REQUIRED ACTION:
Within the listing below, the lines to output run from the one containing "fn silos_dir(&self) ->" through the one containing "if memory_bytes >"; copy them exactly and nothing else.

GIVEN ENTRIES:
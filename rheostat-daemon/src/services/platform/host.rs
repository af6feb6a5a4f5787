// Copyright 2025 Rheostat Contributors
//
// Licensed under the Apache License, Version 2.0 (the "License");
// you may not use this file except in compliance with the License.
// You may obtain a copy of the License at
//
//     http://www.apache.org/licenses/LICENSE-2.0
//
// Unless required by applicable law or agreed to in writing, software
// distributed under the License is distributed on an "AS IS" BASIS,
// WITHOUT WARRANTIES OR CONDITIONS OF ANY KIND, either express or implied.
// See the License for the specific language governing permissions and
// limitations under the License.

//! Host actuation through the control-group filesystem.
//!
//! Per-context groups live under `<root>/<slice>/res/`; the `silos` group
//! next to them is a present-but-starved destination for contexts whose
//! scheduling is pending or which have been quarantined.

use crate::services::platform::{ExcBinding, PlatformError, PlatformProxy};
use crate::config::CgroupConfig;
use crate::model::resource::{group_by_system, AssignmentMap};
use async_trait::async_trait;
use itertools::Itertools;
use std::fs;
use std::path::{Path, PathBuf};
use tracing::{debug, info, warn};

const CPUS_FILE: &str = "cpuset.cpus";
const MEMS_FILE: &str = "cpuset.mems";
const CPU_PERIOD_FILE: &str = "cpu.cfs_period_us";
const CPU_QUOTA_FILE: &str = "cpu.cfs_quota_us";
const MEMORY_LIMIT_FILE: &str = "memory.limit_in_bytes";
const CPU_EXCLUSIVE_FILE: &str = "cpuset.cpu_exclusive";
const PROCS_FILE: &str = "cgroup.procs";
const SILOS_GROUP: &str = "silos";

pub struct HostPlatformProxy {
    res_root: PathBuf,
}

impl HostPlatformProxy {
    pub fn new(config: &CgroupConfig) -> Self {
        Self {
            res_root: config.root.join(&config.slice).join("res"),
        }
    }

    fn exc_dir(&self, exc: &ExcBinding) -> PathBuf {
        self.res_root.join(exc.cgroup_name())
    }

    fn silos_dir(&self) -> PathBuf {
        self.res_root.join(SILOS_GROUP)
    }

    fn write_attribute(path: &Path, value: &str) -> Result<(), PlatformError> {
        fs::write(path, value).map_err(|source| PlatformError::CgroupIo {
            path: path.to_path_buf(),
            source,
        })
    }

    fn create_group(path: &Path) -> Result<(), PlatformError> {
        fs::create_dir_all(path).map_err(|source| PlatformError::CgroupIo {
            path: path.to_path_buf(),
            source,
        })
    }
}

#[async_trait]
impl PlatformProxy for HostPlatformProxy {
    fn id(&self) -> &'static str {
        "host"
    }

    async fn setup(&self, exc: &ExcBinding) -> Result<(), PlatformError> {
        Self::create_group(&self.exc_dir(exc))?;
        debug!(exc = %exc.key, group = %exc.cgroup_name(), "control group created");
        Ok(())
    }

    async fn map_resources(
        &self,
        exc: &ExcBinding,
        assignment: &AssignmentMap,
        exclusive: bool,
    ) -> Result<(), PlatformError> {
        let grants = group_by_system(assignment);
        let dir = self.exc_dir(exc);

        let cpus = grants
            .iter()
            .flat_map(|grant| grant.processing_elements.iter())
            .join(",");
        let mems = grants
            .iter()
            .flat_map(|grant| grant.memory_nodes.iter())
            .join(",");
        let bandwidth: u64 = grants.iter().map(|grant| grant.cpu_bandwidth).sum();
        let memory_bytes: u64 = grants.iter().map(|grant| grant.memory_bytes).sum();

        let period = exc.cfs_period_us();
        let quota = period * bandwidth / 100;

        Self::write_attribute(&dir.join(CPUS_FILE), &cpus)?;
        if !mems.is_empty() {
            Self::write_attribute(&dir.join(MEMS_FILE), &mems)?;
        }
        Self::write_attribute(&dir.join(CPU_PERIOD_FILE), &period.to_string())?;
        Self::write_attribute(&dir.join(CPU_QUOTA_FILE), &quota.to_string())?;
        if memory_bytes > 0 {
            Self::write_attribute(&dir.join(MEMORY_LIMIT_FILE), &memory_bytes.to_string())?;
        }
        if exclusive {
            Self::write_attribute(&dir.join(CPU_EXCLUSIVE_FILE), "1")?;
        }

        debug!(
            exc = %exc.key,
            cpus = %cpus,
            quota,
            period,
            memory_bytes,
            "control group updated"
        );
        Ok(())
    }

    async fn reclaim_resources(&self, exc: &ExcBinding) -> Result<(), PlatformError> {
        // Park the application in silos; its dedicated group keeps
        // existing but no longer carries an allocation.
        Self::write_attribute(&self.silos_dir().join(PROCS_FILE), &exc.key.pid.to_string())?;
        let dir = self.exc_dir(exc);
        Self::write_attribute(&dir.join(CPU_QUOTA_FILE), &MIN_QUOTA.to_string())?;
        debug!(exc = %exc.key, "resources reclaimed, application parked in silos");
        Ok(())
    }

    async fn release(&self, exc: &ExcBinding) -> Result<(), PlatformError> {
        let dir = self.exc_dir(exc);
        match fs::remove_dir_all(&dir) {
            Ok(()) => Ok(()),
            Err(error) if error.kind() == std::io::ErrorKind::NotFound => Ok(()),
            Err(source) => Err(PlatformError::CgroupIo { path: dir, source }),
        }
    }

    async fn refresh(&self) -> Result<(), PlatformError> {
        // The res group is cloned from its parent by creating it in
        // place; the silos group is starved down to a single hardware
        // thread.
        Self::create_group(&self.res_root)?;
        let silos = self.silos_dir();
        Self::create_group(&silos)?;
        Self::write_attribute(&silos.join(CPUS_FILE), "0")?;
        Self::write_attribute(&silos.join(MEMS_FILE), "0")?;
        info!(root = %self.res_root.display(), "control group tree ready");
        Ok(())
    }

    async fn exit(&self) -> Result<(), PlatformError> {
        if let Err(error) = fs::remove_dir_all(&self.res_root) {
            if error.kind() != std::io::ErrorKind::NotFound {
                warn!(
                    root = %self.res_root.display(),
                    %error,
                    "leaving control groups behind, remove the res directory manually"
                );
            }
        }
        Ok(())
    }
}

/// Quota floor handed to reclaimed contexts; enough to service the
/// runtime library, not enough to make progress.
const MIN_QUOTA: u64 = 1_000;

ANSWER TO THE PROBLEM:
    fn silos_dir(&self) -> PathBuf {
        self.res_root.join(SILOS_GROUP)
    }

    fn write_attribute(path: &Path, value: &str) -> Result<(), PlatformError> {
        fs::write(path, value).map_err(|source| PlatformError::CgroupIo {
            path: path.to_path_buf(),
            source,
        })
    }

    fn create_group(path: &Path) -> Result<(), PlatformError> {
        fs::create_dir_all(path).map_err(|source| PlatformError::CgroupIo {
            path: path.to_path_buf(),
            source,
        })
    }
}

#[async_trait]
impl PlatformProxy for HostPlatformProxy {
    fn id(&self) -> &'static str {
        "host"
    }

    async fn setup(&self, exc: &ExcBinding) -> Result<(), PlatformError> {
        Self::create_group(&self.exc_dir(exc))?;
        debug!(exc = %exc.key, group = %exc.cgroup_name(), "control group created");
        Ok(())
    }

    async fn map_resources(
        &self,
        exc: &ExcBinding,
        assignment: &AssignmentMap,
        exclusive: bool,
    ) -> Result<(), PlatformError> {
        let grants = group_by_system(assignment);
        let dir = self.exc_dir(exc);

        let cpus = grants
            .iter()
            .flat_map(|grant| grant.processing_elements.iter())
            .join(",");
        let mems = grants
            .iter()
            .flat_map(|grant| grant.memory_nodes.iter())
            .join(",");
        let bandwidth: u64 = grants.iter().map(|grant| grant.cpu_bandwidth).sum();
        let memory_bytes: u64 = grants.iter().map(|grant| grant.memory_bytes).sum();

        let period = exc.cfs_period_us();
        let quota = period * bandwidth / 100;

        Self::write_attribute(&dir.join(CPUS_FILE), &cpus)?;
        if !mems.is_empty() {
            Self::write_attribute(&dir.join(MEMS_FILE), &mems)?;
        }
        Self::write_attribute(&dir.join(CPU_PERIOD_FILE), &period.to_string())?;
        Self::write_attribute(&dir.join(CPU_QUOTA_FILE), &quota.to_string())?;
        if memory_bytes > 0 {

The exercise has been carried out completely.